Kalau aku menawarkan sebuah gagasan tentang kopi kepada anda, kira-kira menarik ndak ya?. Gagasan yang kumaksud begini. Bagaimana seandainya kita (aku dan anda pembaca), yang suka kopi tentunya, membuat sebuah tempat sentra kopi. Tapi bukan pabrik kopi, atau kebun kopi. Melainkan membuat sebuah “kampung” yang semua daya kreasi bertema kopi tumplek blek di sana. Ada warung kopi, ada outlet menjual kaos bertema kopi, gerai menyediakan souvenir tema kopi, hingga desain aristektur rumah bertemakan kopi. Ya, ibaratnya jika seseorang masuk ke kampung itu, maka serasa masuk ke kampung kopi. Kampung kopi yang semuanya bertema kopi.

Kenapa kopi?. Jawabanku sederhana saja. Karena kebetulan aku menyukai kopi. Soal apa dan bagaimana kopi, tak ada salahnya kita mampir ke http://id.wikipedia.org/wiki/Sejarah_kopi. Di laman ini disebutkan kopi pernah diharamkan bagi agama Kristen, kopi dilarang oleh negara karena menjadi tempat makar, dan segudang cerita tentang kopi sejak tahun sebelum masehi.

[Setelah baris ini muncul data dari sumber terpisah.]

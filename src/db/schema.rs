use rusqlite::Connection;

use crate::error::CircleResult;

/// Initialize the database schema. Creates all tables if they don't exist
/// and seeds the circle counter. `registry_meta` also holds the chain's
/// `block_height` once a block has been mined.
pub fn initialize(conn: &Connection) -> CircleResult<()> {
    conn.execute_batch(
        "
        PRAGMA foreign_keys = ON;

        CREATE TABLE IF NOT EXISTS registry_meta (
            key TEXT PRIMARY KEY NOT NULL,
            value INTEGER NOT NULL
        );

        INSERT OR IGNORE INTO registry_meta (key, value) VALUES ('next_circle_id', 1);

        CREATE TABLE IF NOT EXISTS circles (
            id INTEGER PRIMARY KEY NOT NULL CHECK (id > 0),
            name TEXT NOT NULL CHECK (length(name) BETWEEN 1 AND 50),
            creator TEXT NOT NULL,
            created_at INTEGER NOT NULL CHECK (created_at >= 0),
            member_count INTEGER NOT NULL DEFAULT 0 CHECK (member_count >= 0),
            is_active INTEGER NOT NULL DEFAULT 1
        );

        CREATE TABLE IF NOT EXISTS circle_members (
            circle_id INTEGER NOT NULL REFERENCES circles(id),
            position INTEGER NOT NULL,
            member TEXT NOT NULL,
            PRIMARY KEY (circle_id, member),
            UNIQUE (circle_id, position)
        );

        CREATE INDEX IF NOT EXISTS idx_circle_members_member ON circle_members(member);

        CREATE TABLE IF NOT EXISTS transactions (
            tx_id TEXT PRIMARY KEY NOT NULL,
            seq INTEGER NOT NULL UNIQUE,
            block_height INTEGER NOT NULL CHECK (block_height >= 0),
            sender TEXT NOT NULL,
            function TEXT NOT NULL,
            args TEXT NOT NULL,
            ok_value INTEGER,
            error_code TEXT,
            submitted_at TEXT NOT NULL
        );
        ",
    )?;
    Ok(())
}

/// Create an in-memory connection for testing. Available in test builds.
pub fn test_connection() -> Connection {
    let conn = Connection::open_in_memory().unwrap();
    initialize(&conn).unwrap();
    conn
}
use std::path::Path;

use rusqlite::{Connection, Transaction, TransactionBehavior};
use tracing::debug;

use crate::config::StorageConfig;
use crate::db::schema;
use crate::error::CircleResult;
use crate::model::{Circle, CircleView, Id, Principal, TxContext};
use crate::ops::circle_ops;
use crate::queries::circle_queries;

/// The circle registry: sole owner of all circle records, memberships and
/// the circle counter.
///
/// Writes take `&mut self`, so a single instance applies them one at a time.
/// To share a registry between threads, wrap it in a `Mutex`.
pub struct CircleRegistry {
    conn: Connection,
}

impl CircleRegistry {
    pub fn open_in_memory() -> CircleResult<Self> {
        Self::from_connection(Connection::open_in_memory()?)
    }

    /// Open (or create) a registry backed by the database file at `path`.
    pub fn open(path: &Path) -> CircleResult<Self> {
        debug!(path = %path.display(), "opening registry database");
        Self::from_connection(Connection::open(path)?)
    }

    pub fn open_with(storage: &StorageConfig) -> CircleResult<Self> {
        match storage {
            StorageConfig::Memory => Self::open_in_memory(),
            StorageConfig::File { path } => Self::open(path),
        }
    }

    pub fn from_connection(conn: Connection) -> CircleResult<Self> {
        schema::initialize(&conn)?;
        Ok(Self { conn })
    }

    pub fn connection(&self) -> &Connection {
        &self.conn
    }

    /// Starts a write transaction. It takes the database write lock up front,
    /// so two handles on one file cannot interleave their writes.
    pub fn transaction(&mut self) -> CircleResult<Transaction<'_>> {
        Ok(self.conn.transaction_with_behavior(TransactionBehavior::Immediate)?)
    }

    pub fn create_circle(&mut self, name: &str, ctx: &TxContext) -> CircleResult<Id<Circle>> {
        circle_ops::create_circle(&mut self.conn, name, ctx)
    }

    pub fn get_circle(&self, circle_id: Id<Circle>) -> CircleResult<CircleView> {
        circle_queries::get_circle(&self.conn, circle_id)
    }

    pub fn get_circle_info(&self, circle_id: Id<Circle>) -> CircleResult<Circle> {
        circle_queries::get_circle_info(&self.conn, circle_id)
    }

    pub fn is_circle_member(&self, circle_id: Id<Circle>, identity: &Principal) -> CircleResult<bool> {
        circle_queries::is_circle_member(&self.conn, circle_id, identity)
    }

    pub fn get_circle_members(&self, circle_id: Id<Circle>) -> CircleResult<Vec<Principal>> {
        circle_queries::get_circle_members(&self.conn, circle_id)
    }

    pub fn get_total_circles(&self) -> CircleResult<u64> {
        circle_queries::get_total_circles(&self.conn)
    }

    pub fn get_user_circles(&self, identity: &Principal) -> CircleResult<Vec<Circle>> {
        circle_queries::get_user_circles(&self.conn, identity)
    }
}
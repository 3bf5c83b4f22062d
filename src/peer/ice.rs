use crate::config::DEFAULT_STUN_URL;
use crate::peer::types::{IceCandidate, IceServer, Participant};
use log::{debug, warn};
use once_cell::sync::Lazy;
use std::collections::{HashMap, VecDeque};

static DEFAULT_STUN: Lazy<IceServer> = Lazy::new(|| IceServer::stun(DEFAULT_STUN_URL));

/// Holds candidates and joins that reference a peer session which does not
/// exist yet (or cannot accept them yet).
#[derive(Debug)]
pub struct EarlyArrivals {
    candidates: HashMap<String, VecDeque<IceCandidate>>,
    joins: HashMap<String, Participant>,
    max_candidates: usize,
}

impl EarlyArrivals {
    pub fn new(max_candidates: usize) -> Self {
        Self {
            candidates: HashMap::new(),
            joins: HashMap::new(),
            max_candidates: max_candidates.max(1),
        }
    }

    /// Appends in arrival order. On overflow the oldest candidate is dropped.
    pub fn buffer_candidate(&mut self, participant_id: &str, candidate: IceCandidate) {
        let queue = self.candidates.entry(participant_id.to_owned()).or_default();
        if queue.len() >= self.max_candidates {
            warn!(
                "Early candidate buffer for {} full ({}), dropping oldest",
                participant_id, self.max_candidates
            );
            queue.pop_front();
        }
        queue.push_back(candidate);
        debug!(
            "Queued early candidate for {}, {} pending",
            participant_id,
            queue.len()
        );
    }

    /// Returns and clears every buffered candidate for the participant, oldest first.
    pub fn flush(&mut self, participant_id: &str) -> Vec<IceCandidate> {
        self.candidates
            .remove(participant_id)
            .map(Vec::from)
            .unwrap_or_default()
    }

    pub fn pending_candidates(&self, participant_id: &str) -> usize {
        self.candidates.get(participant_id).map_or(0, VecDeque::len)
    }

    /// Upserts by participant id; a later join replaces an earlier one.
    pub fn buffer_join(&mut self, participant: Participant) {
        debug!("Queued early join for {}", participant.id);
        self.joins.insert(participant.id.clone(), participant);
    }

    /// Drains every buffered join. Order is unspecified.
    pub fn flush_all(&mut self) -> Vec<Participant> {
        self.joins.drain().map(|(_, participant)| participant).collect()
    }

    pub fn pending_joins(&self) -> usize {
        self.joins.len()
    }

    pub fn clear(&mut self) {
        self.candidates.clear();
        self.joins.clear();
    }
}

/// Server list handed to every new transport: configured servers, then
/// fetched TURN credentials, then the public STUN fallback.
pub fn assemble_ice_servers(configured: &[IceServer], fetched: &[IceServer]) -> Vec<IceServer> {
    let mut servers: Vec<IceServer> = configured.iter().chain(fetched).cloned().collect();
    let has_default = servers
        .iter()
        .any(|s| s.urls.iter().any(|u| u == DEFAULT_STUN_URL));
    if !has_default {
        servers.push(DEFAULT_STUN.clone());
    }
    servers
}

pub fn analyze_candidates(label: &str, candidates: &[IceCandidate]) {
    let mut host_count = 0;
    let mut srflx_count = 0;
    let mut relay_count = 0;

    for candidate in candidates {
        if candidate.candidate.contains("typ host") {
            host_count += 1;
        } else if candidate.candidate.contains("typ srflx") {
            srflx_count += 1;
        } else if candidate.candidate.contains("typ relay") {
            relay_count += 1;
        }
    }

    debug!(
        "Candidates for {}: {} host, {} srflx, {} relay",
        label, host_count, srflx_count, relay_count
    );
}

#[cfg(test)]
mod tests {
    use super::*;

    fn cand(n: u32) -> IceCandidate {
        IceCandidate {
            candidate: format!("candidate:{n} 1 udp 2122260223 10.0.0.{n} 5000{n} typ host"),
            sdp_mid: Some("0".into()),
            sdp_mline_index: Some(0),
        }
    }

    #[test]
    fn flush_preserves_arrival_order_and_clears() {
        let mut early = EarlyArrivals::new(16);
        for n in 1..=3 {
            early.buffer_candidate("u9", cand(n));
        }
        early.buffer_candidate("u7", cand(9));
        assert_eq!(early.flush("u9"), vec![cand(1), cand(2), cand(3)]);
        assert!(early.flush("u9").is_empty());
        assert_eq!(early.pending_candidates("u7"), 1);
    }

    #[test]
    fn overflow_drops_the_oldest() {
        let mut early = EarlyArrivals::new(2);
        for n in 1..=3 {
            early.buffer_candidate("u9", cand(n));
        }
        assert_eq!(early.flush("u9"), vec![cand(2), cand(3)]);
    }

    #[test]
    fn joins_upsert_by_id_and_drain_once() {
        let mut early = EarlyArrivals::new(4);
        early.buffer_join(Participant::new("a").with_user_name("first"));
        early.buffer_join(Participant::new("b"));
        early.buffer_join(Participant::new("a").with_user_name("second"));
        assert_eq!(early.pending_joins(), 2);

        let mut drained = early.flush_all();
        drained.sort_by(|x, y| x.id.cmp(&y.id));
        assert_eq!(drained.len(), 2);
        assert_eq!(drained[0].user_name.as_deref(), Some("second"));
        assert!(early.flush_all().is_empty());
    }

    #[test]
    fn default_stun_is_appended_once() {
        let turn = IceServer {
            urls: vec!["turn:10.0.0.1:3478?transport=udp".into()],
            username: "1652113421:abc".into(),
            credential: "secret".into(),
            ttl: 86400,
        };
        let servers = assemble_ice_servers(&[], &[turn.clone()]);
        assert_eq!(servers.len(), 2);
        assert_eq!(servers[0], turn);
        assert_eq!(servers[1].urls, vec![DEFAULT_STUN_URL.to_owned()]);

        let again = assemble_ice_servers(&servers, &[]);
        assert_eq!(again.len(), 2);
    }
}
//! Routes decoded server events to protocol actions.

use crate::error::{CallError, Result};
use crate::negotiation::{
    announce_presence, apply_answer, apply_candidate, drop_stale, on_publisher_ready, retire,
    subscribe, welcome,
};
use crate::peer::registry::LOCAL_SLOT;
use crate::peer::state::CallContext;
use crate::peer::types::{MediaKind, Participant};
use crate::session::{set_local_media_enabled, teardown};
use crate::signaling::ServerEvent;
use futures_util::future::join_all;
use log::{debug, info, warn};

/// Handles one event. Every failure stays local to the event.
pub async fn dispatch(ctx: &CallContext, event: ServerEvent) -> Result<()> {
    if ctx.state.lock().session_id.is_none() {
        return Err(CallError::InvalidState(format!(
            "{} received outside a session",
            event.type_tag()
        )));
    }
    debug!("Dispatching {}", event.type_tag());

    match event {
        ServerEvent::Answer {
            participant_id,
            sdp,
        } => apply_answer(ctx, &participant_id, &sdp).await,
        ServerEvent::IceCandidate {
            participant_id,
            candidate,
        } => apply_candidate(ctx, &participant_id, candidate).await,
        ServerEvent::Join(participant) => on_join(ctx, participant).await,
        ServerEvent::Joined(participant) => on_joined(ctx, participant).await,
        ServerEvent::Reconnect(participant) => on_reconnect(ctx, participant).await,
        ServerEvent::CloseSession => {
            info!("Server closed the session");
            teardown(ctx).await;
            ctx.emitter.session_destroyed();
            Ok(())
        }
        ServerEvent::CloseConnection { participant_ids } => {
            remove_peers(ctx, participant_ids.iter().map(String::as_str)).await;
            Ok(())
        }
        ServerEvent::UpdateUserMediaStatus {
            participant_id,
            kind,
            status,
        } => {
            on_media_status(ctx, &participant_id, kind, status);
            Ok(())
        }
        ServerEvent::MuteAllUsersAudio { participant_ids } => {
            on_mute_all(ctx, &participant_ids).await
        }
    }
}

/// Dispatches a fetched batch in server order. Handlers run concurrently, so
/// completion order is not guaranteed; one failure never blocks its siblings.
pub async fn dispatch_batch(ctx: &CallContext, events: Vec<Result<ServerEvent>>) -> Vec<Result<()>> {
    let results = join_all(events.into_iter().map(|event| async move {
        match event {
            Ok(event) => dispatch(ctx, event).await,
            Err(e) => Err(e),
        }
    }))
    .await;

    for result in &results {
        match result {
            Err(e) if e.is_informational() => debug!("{}", e),
            Err(e) => warn!("Event handling failed: {}", e),
            Ok(()) => {}
        }
    }
    results
}

async fn on_join(ctx: &CallContext, participant: Participant) -> Result<()> {
    let (is_local, ready) = {
        let mut state = ctx.state.lock();
        let is_local = state.is_local(&participant.id);
        let ready = state.publisher_ready;
        if !is_local && !ready {
            state.early.buffer_join(participant.clone());
        }
        (is_local, ready)
    };

    if is_local {
        on_publisher_ready(ctx).await;
        return Ok(());
    }
    if !ready {
        return Err(CallError::PublisherNotReady(participant.id));
    }
    welcome(ctx, participant).await
}

async fn on_joined(ctx: &CallContext, participant: Participant) -> Result<()> {
    if ctx.state.lock().is_local(&participant.id) {
        return Ok(());
    }
    drop_stale(ctx, &participant.id).await;
    subscribe(ctx, participant).await
}

async fn on_reconnect(ctx: &CallContext, participant: Participant) -> Result<()> {
    if ctx.state.lock().is_local(&participant.id) {
        return Ok(());
    }
    info!("{} reconnected, resubscribing", participant.id);
    announce_presence(ctx, &participant.id).await?;
    drop_stale(ctx, &participant.id).await;
    subscribe(ctx, participant).await
}

/// Only participants with a session or an existing status entry are tracked.
fn on_media_status(ctx: &CallContext, participant_id: &str, kind: MediaKind, status: bool) {
    let (known, slot) = {
        let mut state = ctx.state.lock();
        let slot = state.registry.get(participant_id).map(|s| s.slot);
        let known = slot.is_some() || state.registry.media_status(participant_id).is_some();
        if known {
            state.registry.media_status_mut(participant_id).set(kind, status);
        }
        (known, slot)
    };
    match slot {
        Some(slot) => ctx.emitter.media_status_changed(slot, kind, status),
        None if known => debug!("Media status for {} recorded without a session", participant_id),
        None => debug!("Ignoring media status for unknown participant {}", participant_id),
    }
}

async fn on_mute_all(ctx: &CallContext, participant_ids: &[String]) -> Result<()> {
    let others_listed = {
        let state = ctx.state.lock();
        participant_ids.iter().any(|id| !state.is_local(id))
    };
    if !others_listed {
        return Ok(());
    }
    info!("Muted by the server");
    set_local_media_enabled(ctx, MediaKind::Audio, false).await
}

/// Removes the named sessions and reports their remote slots as left.
/// Unknown ids are skipped.
pub async fn remove_peers<'a, I>(ctx: &CallContext, participant_ids: I) -> Vec<u32>
where
    I: IntoIterator<Item = &'a str>,
{
    let removed = ctx.state.lock().registry.remove_many(participant_ids);

    let mut slots = Vec::with_capacity(removed.len());
    for session in removed {
        if session.slot != LOCAL_SLOT {
            slots.push(session.slot);
        }
        retire(ctx, session).await;
    }
    slots.sort_unstable();
    ctx.emitter.users_left(&slots);
    slots
}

Ah, lebih baik kuakhiri tulisan ini. Kawanku sudah menjemputku. Meski aku masih ingin melanjutkan menulis tentang kopi, tapi laptop ini harus segera kututup. Kopi yang tinggal sedikit kunikmati lagi. Kawanku membayar kopi dan nasi pecel kami. Perempuan tua kembali muncul di lubang dinding yang posisinya lebih atas dari kami. Sehingga, saat bicara dengannya, kami harus mendongakkan kepala. “Suwun mak,” kata kawanku. Dan kami pun meninggalkan gelas kopi itu sendirian.